Igli Cara Is an Albanian politician in the city of Durrës and a candidate for mayor of Durrës.

== Early life ==
Igli Cara was born in Durrës on 16 March 1969. He graduated from "Naim Frashëri" secondary school in Durrës and then continued his higher studies in Tirana, in the Biochemistry branch, at the Faculty of Natural Sciences, during the years 1987-1992. After completing the university cycle of studies, Cara worked for a short period of time as a teacher. With the establishment of the structure of the Financial Police, He at the time was entrusted with the task of group manager, near the Anti-Smuggling Sector, for about two years. In the period 1994 - 2009, he developed the activity in the private sector at a Customs Agency.

== Political career ==
Cara was elected Chairman of the Association of Customs Agents, a position he held for several years.
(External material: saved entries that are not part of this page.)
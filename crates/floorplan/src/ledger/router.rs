use axum::{
    extract::{Path, Query, State},
    http::{header, StatusCode},
    response::{IntoResponse, Response},
    routing::{get, post},
    Json, Router,
};
use chrono::NaiveDate;
use rust_decimal::Decimal;
use serde::{Deserialize, Serialize};

use super::domain::{
    Account, AccountId, AccountStatus, AccountWithProvider, DealerId, NewAccount, NewProvider,
    NewUnit, Payment, PaymentRequest, PayoffQuote, Provider, ProviderId, ProviderUpdate,
    UnitFilter, UnitFloorPlan, UnitId,
};
use super::export::write_payments_csv;
use super::service::{FloorPlanLedger, PaymentReceipt};
use super::store::LedgerStore;
use crate::clock::Clock;
use crate::error::AppError;
use crate::finance::{AgingStatus, CurtailmentStatus};

/// Unit with the status fields derived from today's date.
#[derive(Debug, Clone, Serialize)]
pub struct UnitView {
    #[serde(flatten)]
    pub unit: UnitFloorPlan,
    pub days_floored: i64,
    pub aging_status: AgingStatus,
    pub curtailment_status: Option<CurtailmentStatus>,
    pub unpaid_interest: Decimal,
}

impl UnitView {
    pub fn new(unit: UnitFloorPlan, today: NaiveDate) -> Self {
        Self {
            days_floored: unit.days_floored(today),
            aging_status: unit.aging_status(today),
            curtailment_status: unit.curtailment_status(today),
            unpaid_interest: unit.unpaid_interest(),
            unit,
        }
    }
}

#[derive(Debug, Default, Deserialize)]
pub struct AccountQuery {
    #[serde(default)]
    pub dealer_id: Option<String>,
    #[serde(default)]
    pub status: Option<AccountStatus>,
}

#[derive(Debug, Default, Deserialize)]
pub struct CloseRequest {
    #[serde(default)]
    pub close_date: Option<NaiveDate>,
}

#[derive(Debug, Default, Deserialize)]
pub struct PayoffRequest {
    #[serde(default)]
    pub payoff_date: Option<NaiveDate>,
    #[serde(default)]
    pub fee: Option<Decimal>,
    #[serde(default)]
    pub reference: Option<String>,
}

#[derive(Debug, Default, Deserialize)]
pub struct QuoteQuery {
    #[serde(default)]
    pub as_of: Option<NaiveDate>,
    #[serde(default)]
    pub fee: Option<Decimal>,
}

#[derive(Debug, Default, Deserialize)]
pub struct TransferRequest {
    #[serde(default)]
    pub transfer_date: Option<NaiveDate>,
}

#[derive(Debug, Default, Deserialize)]
pub struct PaymentsQuery {
    #[serde(default)]
    pub format: Option<String>,
}

#[derive(Debug, Default, Deserialize)]
pub struct AccrueRequest {
    #[serde(default)]
    pub as_of: Option<NaiveDate>,
}

/// HTTP surface of the ledger under `/api/v1/floor-plans`.
pub fn ledger_router<S, C>(ledger: FloorPlanLedger<S, C>) -> Router
where
    S: LedgerStore + 'static,
    C: Clock + 'static,
{
    Router::new()
        .route(
            "/api/v1/floor-plans/providers",
            post(create_provider::<S, C>).get(list_providers::<S, C>),
        )
        .route(
            "/api/v1/floor-plans/providers/:provider_id",
            get(get_provider::<S, C>).put(update_provider::<S, C>),
        )
        .route(
            "/api/v1/floor-plans/accounts",
            post(open_account::<S, C>).get(list_accounts::<S, C>),
        )
        .route(
            "/api/v1/floor-plans/accounts/:account_id",
            get(get_account::<S, C>),
        )
        .route(
            "/api/v1/floor-plans/accounts/:account_id/suspend",
            post(suspend_account::<S, C>),
        )
        .route(
            "/api/v1/floor-plans/accounts/:account_id/reactivate",
            post(reactivate_account::<S, C>),
        )
        .route(
            "/api/v1/floor-plans/accounts/:account_id/close",
            post(close_account::<S, C>),
        )
        .route(
            "/api/v1/floor-plans/units",
            post(open_unit::<S, C>).get(list_units::<S, C>),
        )
        .route("/api/v1/floor-plans/units/:unit_id", get(get_unit::<S, C>))
        .route(
            "/api/v1/floor-plans/units/:unit_id/payments",
            get(list_payments::<S, C>).post(record_payment::<S, C>),
        )
        .route(
            "/api/v1/floor-plans/units/:unit_id/payoff",
            post(payoff::<S, C>),
        )
        .route(
            "/api/v1/floor-plans/units/:unit_id/payoff-quote",
            get(payoff_quote::<S, C>),
        )
        .route(
            "/api/v1/floor-plans/units/:unit_id/transfer",
            post(transfer_unit::<S, C>),
        )
        .route(
            "/api/v1/floor-plans/units/:unit_id/accrue",
            post(accrue_interest::<S, C>),
        )
        .with_state(ledger)
}

async fn create_provider<S, C>(
    State(ledger): State<FloorPlanLedger<S, C>>,
    Json(request): Json<NewProvider>,
) -> Result<(StatusCode, Json<Provider>), AppError>
where
    S: LedgerStore + 'static,
    C: Clock + 'static,
{
    Ok((StatusCode::CREATED, Json(ledger.create_provider(request)?)))
}

async fn list_providers<S, C>(
    State(ledger): State<FloorPlanLedger<S, C>>,
) -> Result<Json<Vec<Provider>>, AppError>
where
    S: LedgerStore + 'static,
    C: Clock + 'static,
{
    Ok(Json(ledger.providers()?))
}

async fn get_provider<S, C>(
    State(ledger): State<FloorPlanLedger<S, C>>,
    Path(provider_id): Path<ProviderId>,
) -> Result<Json<Provider>, AppError>
where
    S: LedgerStore + 'static,
    C: Clock + 'static,
{
    Ok(Json(ledger.provider(provider_id)?))
}

async fn update_provider<S, C>(
    State(ledger): State<FloorPlanLedger<S, C>>,
    Path(provider_id): Path<ProviderId>,
    Json(update): Json<ProviderUpdate>,
) -> Result<Json<Provider>, AppError>
where
    S: LedgerStore + 'static,
    C: Clock + 'static,
{
    Ok(Json(ledger.update_provider(provider_id, update)?))
}

async fn open_account<S, C>(
    State(ledger): State<FloorPlanLedger<S, C>>,
    Json(request): Json<NewAccount>,
) -> Result<(StatusCode, Json<Account>), AppError>
where
    S: LedgerStore + 'static,
    C: Clock + 'static,
{
    Ok((StatusCode::CREATED, Json(ledger.open_account(request)?)))
}

async fn list_accounts<S, C>(
    State(ledger): State<FloorPlanLedger<S, C>>,
    Query(query): Query<AccountQuery>,
) -> Result<Json<Vec<AccountWithProvider>>, AppError>
where
    S: LedgerStore + 'static,
    C: Clock + 'static,
{
    let dealer_id = query.dealer_id.map(DealerId);
    Ok(Json(ledger.accounts(dealer_id.as_ref(), query.status)?))
}

async fn get_account<S, C>(
    State(ledger): State<FloorPlanLedger<S, C>>,
    Path(account_id): Path<AccountId>,
) -> Result<Json<AccountWithProvider>, AppError>
where
    S: LedgerStore + 'static,
    C: Clock + 'static,
{
    Ok(Json(ledger.account(account_id)?))
}

async fn suspend_account<S, C>(
    State(ledger): State<FloorPlanLedger<S, C>>,
    Path(account_id): Path<AccountId>,
) -> Result<Json<Account>, AppError>
where
    S: LedgerStore + 'static,
    C: Clock + 'static,
{
    Ok(Json(ledger.suspend_account(account_id)?))
}

async fn reactivate_account<S, C>(
    State(ledger): State<FloorPlanLedger<S, C>>,
    Path(account_id): Path<AccountId>,
) -> Result<Json<Account>, AppError>
where
    S: LedgerStore + 'static,
    C: Clock + 'static,
{
    Ok(Json(ledger.reactivate_account(account_id)?))
}

async fn close_account<S, C>(
    State(ledger): State<FloorPlanLedger<S, C>>,
    Path(account_id): Path<AccountId>,
    request: Option<Json<CloseRequest>>,
) -> Result<Json<Account>, AppError>
where
    S: LedgerStore + 'static,
    C: Clock + 'static,
{
    let close_date = request
        .and_then(|Json(body)| body.close_date)
        .unwrap_or_else(|| ledger.today());
    Ok(Json(ledger.close_account(account_id, close_date)?))
}

async fn open_unit<S, C>(
    State(ledger): State<FloorPlanLedger<S, C>>,
    Json(request): Json<NewUnit>,
) -> Result<(StatusCode, Json<UnitView>), AppError>
where
    S: LedgerStore + 'static,
    C: Clock + 'static,
{
    let unit = ledger.open_unit(request)?;
    Ok((StatusCode::CREATED, Json(UnitView::new(unit, ledger.today()))))
}

async fn list_units<S, C>(
    State(ledger): State<FloorPlanLedger<S, C>>,
    Query(filter): Query<UnitFilter>,
) -> Result<Json<Vec<UnitView>>, AppError>
where
    S: LedgerStore + 'static,
    C: Clock + 'static,
{
    let today = ledger.today();
    let units = ledger
        .list_units(&filter)?
        .into_iter()
        .map(|unit| UnitView::new(unit, today))
        .collect();
    Ok(Json(units))
}

async fn get_unit<S, C>(
    State(ledger): State<FloorPlanLedger<S, C>>,
    Path(unit_id): Path<UnitId>,
) -> Result<Json<UnitView>, AppError>
where
    S: LedgerStore + 'static,
    C: Clock + 'static,
{
    let unit = ledger.get_unit(unit_id)?;
    Ok(Json(UnitView::new(unit, ledger.today())))
}

async fn list_payments<S, C>(
    State(ledger): State<FloorPlanLedger<S, C>>,
    Path(unit_id): Path<UnitId>,
    Query(query): Query<PaymentsQuery>,
) -> Result<Response, AppError>
where
    S: LedgerStore + 'static,
    C: Clock + 'static,
{
    let payments: Vec<Payment> = ledger.payments(unit_id)?;
    if query.format.as_deref() == Some("csv") {
        let mut buffer = Vec::new();
        write_payments_csv(&mut buffer, &payments)?;
        return Ok((
            StatusCode::OK,
            [(header::CONTENT_TYPE, "text/csv; charset=utf-8")],
            buffer,
        )
            .into_response());
    }
    Ok(Json(payments).into_response())
}

async fn record_payment<S, C>(
    State(ledger): State<FloorPlanLedger<S, C>>,
    Path(unit_id): Path<UnitId>,
    Json(request): Json<PaymentRequest>,
) -> Result<(StatusCode, Json<PaymentReceipt>), AppError>
where
    S: LedgerStore + 'static,
    C: Clock + 'static,
{
    Ok((
        StatusCode::CREATED,
        Json(ledger.record_payment(unit_id, request)?),
    ))
}

async fn payoff<S, C>(
    State(ledger): State<FloorPlanLedger<S, C>>,
    Path(unit_id): Path<UnitId>,
    request: Option<Json<PayoffRequest>>,
) -> Result<(StatusCode, Json<PaymentReceipt>), AppError>
where
    S: LedgerStore + 'static,
    C: Clock + 'static,
{
    let PayoffRequest {
        payoff_date,
        fee,
        reference,
    } = request.map(|Json(body)| body).unwrap_or_default();
    let payoff_date = payoff_date.unwrap_or_else(|| ledger.today());
    let receipt = ledger.payoff(unit_id, payoff_date, fee, reference)?;
    Ok((StatusCode::CREATED, Json(receipt)))
}

async fn payoff_quote<S, C>(
    State(ledger): State<FloorPlanLedger<S, C>>,
    Path(unit_id): Path<UnitId>,
    Query(query): Query<QuoteQuery>,
) -> Result<Json<PayoffQuote>, AppError>
where
    S: LedgerStore + 'static,
    C: Clock + 'static,
{
    let as_of = query.as_of.unwrap_or_else(|| ledger.today());
    Ok(Json(ledger.payoff_quote(unit_id, as_of, query.fee)?))
}

async fn transfer_unit<S, C>(
    State(ledger): State<FloorPlanLedger<S, C>>,
    Path(unit_id): Path<UnitId>,
    request: Option<Json<TransferRequest>>,
) -> Result<Json<UnitView>, AppError>
where
    S: LedgerStore + 'static,
    C: Clock + 'static,
{
    let today = ledger.today();
    let transfer_date = request
        .and_then(|Json(body)| body.transfer_date)
        .unwrap_or(today);
    let unit = ledger.transfer_unit(unit_id, transfer_date)?;
    Ok(Json(UnitView::new(unit, today)))
}

async fn accrue_interest<S, C>(
    State(ledger): State<FloorPlanLedger<S, C>>,
    Path(unit_id): Path<UnitId>,
    request: Option<Json<AccrueRequest>>,
) -> Result<Json<UnitView>, AppError>
where
    S: LedgerStore + 'static,
    C: Clock + 'static,
{
    let today = ledger.today();
    let as_of = request.and_then(|Json(body)| body.as_of).unwrap_or(today);
    let unit = ledger.accrue_interest(unit_id, as_of)?;
    Ok(Json(UnitView::new(unit, today)))
}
In the period 2005-2009, he was elected a Member of the Assembly and Presidency of the Durrës Chamber of Commerce and Industry. In 2007, he was elected a member of the Durrës City Council from the list of the Democratic Party, and at the same time, the Chairman of the Housing Committee. He exercised these functions until 2009, when he was elected Chairman of the Durrës Democratic Party Branch. In June 2009, he was elected a Deputy in the Parliament of Albania and Secretary of the Economy and Finance Committee. He was re-elected deputy during the period 2013-2017, holding the position of a member of the Economy and Finance Committee. After this period, he returned to the private sector, being active in political life again, as a Member of the National Council of the Democratic Party. In 2021, he was part of the list of deputies of the Democratic Party for the Durrës District. In 2022, he was re-elected to the position of Chairman of the Democratic Party, Dega Durrës. In December of the same year, he resigned after being selected as a candidate for Mayor of Durrës. His connection with the Democratic Party dates back to its creation. In the 90s, he joined the Student Movement, which escalated with the Hunger Strike of the students of the University of Tirana, where Mr. Cara also participated. Throughout his professional and political activity, he has shown a high degree of integrity and dedication in all the functions he has exercised. Igli Cara is married, has two children and has closely linked his life with Durrës, his hometown. On December 4, 2022 he would win the primary of the Democratic Party to run as Mayor of Durrës which he had won in a landslide over Armand Dervishi. Cara had received 1398 votes out of 1697.